Thank you too all the clubs who attended or unfortunately had to send their apologies to the SCRA AGM. Full minutes will be available in due course, but we know that many will be anxious to know the outcome of a couple of important matters that were put before the meeting for approval.

New Constitution and Conversion to a SCIO: the meeting approved unanimously the concept of converting SCRA from being a membership “Association” made up of member clubs, to being an Incorporated Organisation governed by a new constitution. The full text of the resolution was as follows:

“That, given the advantages associated, the Scottish Coastal Rowing Association (SCRA) should seek to become a Scottish Charitable Incorporated Organisation (SCIO), and:

  1. that the SCRA Committee be given authority on behalf of the members to agree on any necessary changes to the attached draft Constitution to achieve SCIO status, or any minor changes, without
    further reference to members; and
  2. that on SCIO status being approved by the Office of the Scottish Charity Regulator (OSCR) and the new SCIO being entered into the Scottish Charity Register:
    a. all members of the SCRA be deemed to become members of the new SCIO until such time as the next membership renewal is due;
    b. all assets and/or rights in the ownership or custodianship of the SCRA be transferred to the new SCIO; and
    c. the SCRA Committee members who sign the charity trustee declaration forms which accompany the SCIO application be deemed to have been appointed by the members as board members of the new SCIO until the first AGM following incorporation.

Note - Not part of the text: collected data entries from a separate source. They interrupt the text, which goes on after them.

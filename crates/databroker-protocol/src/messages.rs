//! Protocol message types exchanged with the broker.
//!
//! This module defines the request/response envelopes of the three call shapes:
//! - Read: EntryRequest list → entries plus per-entry errors
//! - Write: EntryUpdate list → per-entry errors
//! - Subscribe: SubscribeEntry list → stream of SubscribeResponse batches
//!
//! Application errors (unknown path, type mismatch) travel as data inside the
//! responses. Transport failures are reported separately as `TransportError`.

use serde::{Deserialize, Serialize};
use databroker_core::{DataEntry, DataPoint, EntryUpdate, Field, SignalPath, StoreError};

/// One path and the fields requested for it.
#[derive(Debug, Clone, PartialEq, Serialize, Deserialize)]
pub struct EntryRequest {
    pub path: SignalPath,
    pub fields: Vec<Field>,
}

/// Point read request.
#[derive(Debug, Clone, PartialEq, Serialize, Deserialize)]
pub struct ReadRequest {
    pub entries: Vec<EntryRequest>,
}

impl ReadRequest {
    /// Read `fields` of `path` and, for a branch, of all its descendants.
    pub fn single(path: SignalPath, fields: &[Field]) -> Self {
        Self {
            entries: vec![EntryRequest {
                path,
                fields: dedup_fields(fields),
            }],
        }
    }
}

/// Point read response.
#[derive(Debug, Clone, Default, PartialEq, Serialize, Deserialize)]
pub struct ReadResponse {
    pub entries: Vec<DataEntry>,
    #[serde(default)]
    pub errors: Vec<DataEntryError>,
}

/// Point write request.
#[derive(Debug, Clone, PartialEq, Serialize, Deserialize)]
pub struct WriteRequest {
    pub updates: Vec<EntryUpdate>,
}

impl WriteRequest {
    /// One independent update per field, all carrying `datapoint`.
    pub fn for_fields(path: &SignalPath, fields: &[Field], datapoint: &DataPoint) -> Self {
        let updates = dedup_fields(fields)
            .into_iter()
            .map(|field| {
                let entry = DataEntry::new(path.clone()).with_datapoint(field, datapoint.clone());
                EntryUpdate::new(entry, vec![field])
            })
            .collect();

        Self { updates }
    }
}

/// Point write response.
#[derive(Debug, Clone, Default, PartialEq, Serialize, Deserialize)]
pub struct WriteResponse {
    pub errors: Vec<DataEntryError>,
}

impl WriteResponse {
    /// True if every update was accepted.
    pub fn is_success(&self) -> bool {
        self.errors.is_empty()
    }
}

/// One path and the field to stream.
#[derive(Debug, Clone, PartialEq, Serialize, Deserialize)]
pub struct SubscribeEntry {
    pub path: SignalPath,
    pub fields: Vec<Field>,
}

/// Stream subscription request.
#[derive(Debug, Clone, PartialEq, Serialize, Deserialize)]
pub struct SubscribeRequest {
    pub subscribe: Vec<SubscribeEntry>,
}

impl SubscribeRequest {
    pub fn single(path: SignalPath, field: Field) -> Self {
        Self {
            subscribe: vec![SubscribeEntry {
                path,
                fields: vec![field],
            }],
        }
    }
}

/// One server push: a batch of changed entries.
#[derive(Debug, Clone, Default, PartialEq, Serialize, Deserialize)]
pub struct SubscribeResponse {
    pub updates: Vec<EntryUpdate>,
}

/// An application error attributed to one path.
#[derive(Debug, Clone, PartialEq, Serialize, Deserialize)]
pub struct DataEntryError {
    pub path: SignalPath,
    pub error: ErrorDetail,
}

/// Error details in HTTP status style.
#[derive(Debug, Clone, PartialEq, Serialize, Deserialize)]
pub struct ErrorDetail {
    pub code: u16,
    pub reason: String,
    pub message: String,
}

impl ErrorDetail {
    pub fn new(code: u16, reason: impl Into<String>, message: impl Into<String>) -> Self {
        Self {
            code,
            reason: reason.into(),
            message: message.into(),
        }
    }
}

impl From<&StoreError> for ErrorDetail {
    fn from(err: &StoreError) -> Self {
        let (code, reason) = match err {
            StoreError::NotFound(_) => (404, "not_found"),
            StoreError::TypeMismatch { .. } => (400, "type_mismatch"),
            StoreError::NotAnActuator(_) => (400, "not_an_actuator"),
            StoreError::ReadOnly(..) => (400, "read_only"),
        };
        ErrorDetail::new(code, reason, err.to_string())
    }
}

impl DataEntryError {
    pub fn from_store_error(path: SignalPath, err: &StoreError) -> Self {
        Self {
            path,
            error: ErrorDetail::from(err),
        }
    }
}

fn dedup_fields(fields: &[Field]) -> Vec<Field> {
    let mut unique = Vec::with_capacity(fields.len());
    for field in fields {
        if !unique.contains(field) {
            unique.push(*field);
        }
    }
    unique
}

The SCRA will now engage with the Charity regulator to put this resolution into effect. Thank you to the SCRA Governance Group who have put so much effort into this important matter.


Formation of a new International Class Association. The SCRA committee wishes to move forward with other National Class associations to form a new international class association, St Ayles Skiff International. At the moment SCRA is the world wide class association for the St Ayles skiff, and so Skiffieworlds has been held under SCRA auspices to date, and the measurement rules are looked after by the SCRA, all be it with international consultation. At the AGM the following resolution was passed : “To authorise the committee to transfer the rights and responsibilities of the SCRA/ SCR SCIO in respect of being the International Class Association of the St Ayles skiff to St Ayles Skiff International.” The committee will now work towards that objective.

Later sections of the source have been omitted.